Methods: We compared the clinical outcomes of liver recipients with MHV reconstruction ( n = 101) and without MHV reconstruction ( n = 43) who underwent LDLT using right lobe grafts at our institution from January 2006 to May 2017.  
Results: The overall survival (OS) rate of recipients with MHV reconstruction was significantly higher than that of those without MHV reconstruction in liver transplantation ( P = 0.022; 5-yr OS: 76.2% vs 58.1%). The survival of two segments (segments 5 and 8) hepatic vein reconstruction was better than that of the only one segment (segment 5 or segment 8) hepatic vein reconstruction ( P = 0.034; 5-yr OS: 83.6% vs 67.4%). The survival of using two straight vascular reconstructions was better than that using Y-shaped vascular reconstruction in liver transplantation with two segments hepatic vein reconstruction ( P = 0.020; 5-yr OS: 100% vs 75.0%).
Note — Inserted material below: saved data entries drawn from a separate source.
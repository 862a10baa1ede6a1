use thiserror::Error;

use crate::domain::assignment::AssignmentId;
use crate::domain::submission::{SubmissionId, SubmissionStatus};
use crate::domain::template::{ChainError, TemplateId};

/// Domain failures the engine can surface. Every variant carries enough
/// context for a caller to act on without re-reading the record.
#[derive(Clone, Debug, Error, PartialEq)]
pub enum WorkflowError {
    #[error("validation failed: {0}")]
    Validation(String),

    #[error("template {0} not found")]
    TemplateNotFound(TemplateId),

    #[error("submission {0} not found")]
    SubmissionNotFound(SubmissionId),

    #[error("assignment {0} not found")]
    AssignmentNotFound(AssignmentId),

    #[error("submission {submission_id} is not awaiting approval (status: {})", .status.as_str())]
    NotPending {
        submission_id: SubmissionId,
        status: SubmissionStatus,
    },

    #[error("submission {submission_id} is at level {expected}, decision targeted level {got}")]
    WrongLevel {
        submission_id: SubmissionId,
        expected: u32,
        got: u32,
    },

    #[error("approver {approver_id} is not the designated approver for level {level}")]
    UnauthorizedApprover { approver_id: String, level: u32 },

    #[error("invalid state transition: {0}")]
    InvalidState(String),

    #[error("record {id} was modified concurrently (expected version {expected_version})")]
    ConcurrentModification { id: String, expected_version: u32 },
}

impl WorkflowError {
    /// Stable machine-readable identifier, used in logs and API bodies.
    pub fn kind(&self) -> &'static str {
        match self {
            Self::Validation(_) => "validation_error",
            Self::TemplateNotFound(_) => "template_not_found",
            Self::SubmissionNotFound(_) => "submission_not_found",
            Self::AssignmentNotFound(_) => "assignment_not_found",
            Self::NotPending { .. } => "not_pending",
            Self::WrongLevel { .. } => "wrong_level",
            Self::UnauthorizedApprover { .. } => "unauthorized_approver",
            Self::InvalidState(_) => "invalid_state",
            Self::ConcurrentModification { .. } => "concurrent_modification",
        }
    }
}

impl From<ChainError> for WorkflowError {
    fn from(error: ChainError) -> Self {
        Self::Validation(error.to_string())
    }
}
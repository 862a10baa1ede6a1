mod api;
mod bootstrap;
mod health;
mod workflow;

use std::sync::Arc;
use std::time::Duration;

use anyhow::Result;
use formflow_core::config::{AppConfig, LoadOptions};
use formflow_core::notify::TracingPublisher;
use formflow_db::repositories::{
    SqlAssignmentRepository, SqlSubmissionRepository, SqlTemplateStore,
};

fn init_logging(config: &AppConfig) {
    use formflow_core::config::LogFormat::*;
    use tracing::Level;

    let log_level = config.logging.level.parse::<Level>().unwrap_or(Level::INFO);

    match config.logging.format {
        Compact => {
            tracing_subscriber::fmt().with_target(false).with_max_level(log_level).compact().init();
        }
        Pretty => {
            tracing_subscriber::fmt().with_target(false).with_max_level(log_level).pretty().init();
        }
        Json => {
            tracing_subscriber::fmt().with_target(false).with_max_level(log_level).json().init();
        }
    }
}

#[tokio::main]
async fn main() -> Result<()> {
    run().await
}

pub async fn run() -> Result<()> {
    // Load config and initialize logging before any other operations
    let config = AppConfig::load(LoadOptions::default())?;
    init_logging(&config);

    let app = bootstrap::bootstrap_with_config(config).await?;

    health::spawn(
        &app.config.server.bind_address,
        app.config.server.health_check_port,
        app.db_pool.clone(),
    )
    .await?;

    let service = Arc::new(workflow::WorkflowService::new(
        Arc::new(SqlTemplateStore::new(app.db_pool.clone())),
        Arc::new(SqlSubmissionRepository::new(app.db_pool.clone())),
        Arc::new(SqlAssignmentRepository::new(app.db_pool.clone())),
        Arc::new(TracingPublisher),
    ));

    let address =
        format!("{}:{}", app.config.server.bind_address, app.config.server.api_port);
    let listener = tokio::net::TcpListener::bind(&address).await?;
    tracing::info!(
        event_name = "system.server.started",
        correlation_id = "bootstrap",
        bind_address = %address,
        "formflow-server started"
    );

    let grace = Duration::from_secs(app.config.server.graceful_shutdown_secs);
    let server = axum::serve(listener, api::router(service))
        .with_graceful_shutdown(wait_for_shutdown());

    tokio::select! {
        result = server => result?,
        () = shutdown_deadline(grace) => {
            tracing::warn!(
                event_name = "system.server.shutdown_deadline",
                correlation_id = "shutdown",
                "graceful shutdown deadline exceeded, aborting open connections"
            );
        }
    }

    tracing::info!(
        event_name = "system.server.stopping",
        correlation_id = "shutdown",
        "formflow-server stopping"
    );

    Ok(())
}

async fn wait_for_shutdown() {
    let _ = tokio::signal::ctrl_c().await;
}

// Every ctrl_c() future resolves on the same signal, so this runs the
// drain clock in parallel with the server's own shutdown listener.
async fn shutdown_deadline(grace: Duration) {
    let _ = tokio::signal::ctrl_c().await;
    tokio::time::sleep(grace).await;
}
use chrono::{DateTime, Utc};
use serde::{Deserialize, Serialize};

use super::submission::SubmissionId;
use super::template::TemplateId;

#[derive(Clone, Debug, PartialEq, Eq, Hash, Serialize, Deserialize)]
pub struct AssignmentId(pub String);

impl std::fmt::Display for AssignmentId {
    fn fmt(&self, f: &mut std::fmt::Formatter<'_>) -> std::fmt::Result {
        f.write_str(&self.0)
    }
}

#[derive(Clone, Copy, Debug, PartialEq, Eq, Hash, Serialize, Deserialize)]
#[serde(rename_all = "snake_case")]
pub enum AssignmentStatus {
    Pending,
    /// The employee produced a submission that is now in approval.
    Filled,
    /// The linked submission reached a terminal state on creation (no chain).
    Submitted,
}

impl AssignmentStatus {
    pub fn as_str(&self) -> &'static str {
        match self {
            Self::Pending => "pending",
            Self::Filled => "filled",
            Self::Submitted => "submitted",
        }
    }

    pub fn parse(value: &str) -> Option<Self> {
        match value {
            "pending" => Some(Self::Pending),
            "filled" => Some(Self::Filled),
            "submitted" => Some(Self::Submitted),
            _ => None,
        }
    }
}

/// A request for one employee to fill one template, with an optional due
/// date. Overdue is derived at read time, never stored.
#[derive(Clone, Debug, PartialEq, Eq, Serialize, Deserialize)]
pub struct Assignment {
    pub id: AssignmentId,
    pub template_id: TemplateId,
    pub employee_id: String,
    pub status: AssignmentStatus,
    pub due_date: Option<DateTime<Utc>>,
    pub linked_submission_id: Option<SubmissionId>,
    pub version: u32,
    pub created_at: DateTime<Utc>,
    pub updated_at: DateTime<Utc>,
}

impl Assignment {
    pub fn is_overdue(&self, now: DateTime<Utc>) -> bool {
        self.status == AssignmentStatus::Pending
            && self.due_date.map(|due| due < now).unwrap_or(false)
    }
}
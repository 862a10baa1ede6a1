pub mod assignment;
pub mod submission;
pub mod template;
The multivariate analysis demonstrated that MHV tributary reconstructions were an independent beneficiary prognostic factor for OS (hazard ratio = 0.519, 95% CI: 0.282–0.954, P = 0.035). Biliary complications were significantly increased in recipients with MHV reconstruction (28.7% vs 11.6%, P = 0.027).  
Conclusions: MHV reconstruction ensured excellent outflow drainage and favored recipient outcome. The MHV tributaries (segments 5 and 8) should be reconstructed as much as possible to enlarge the hepatic vein anastomosis and reduce congestion.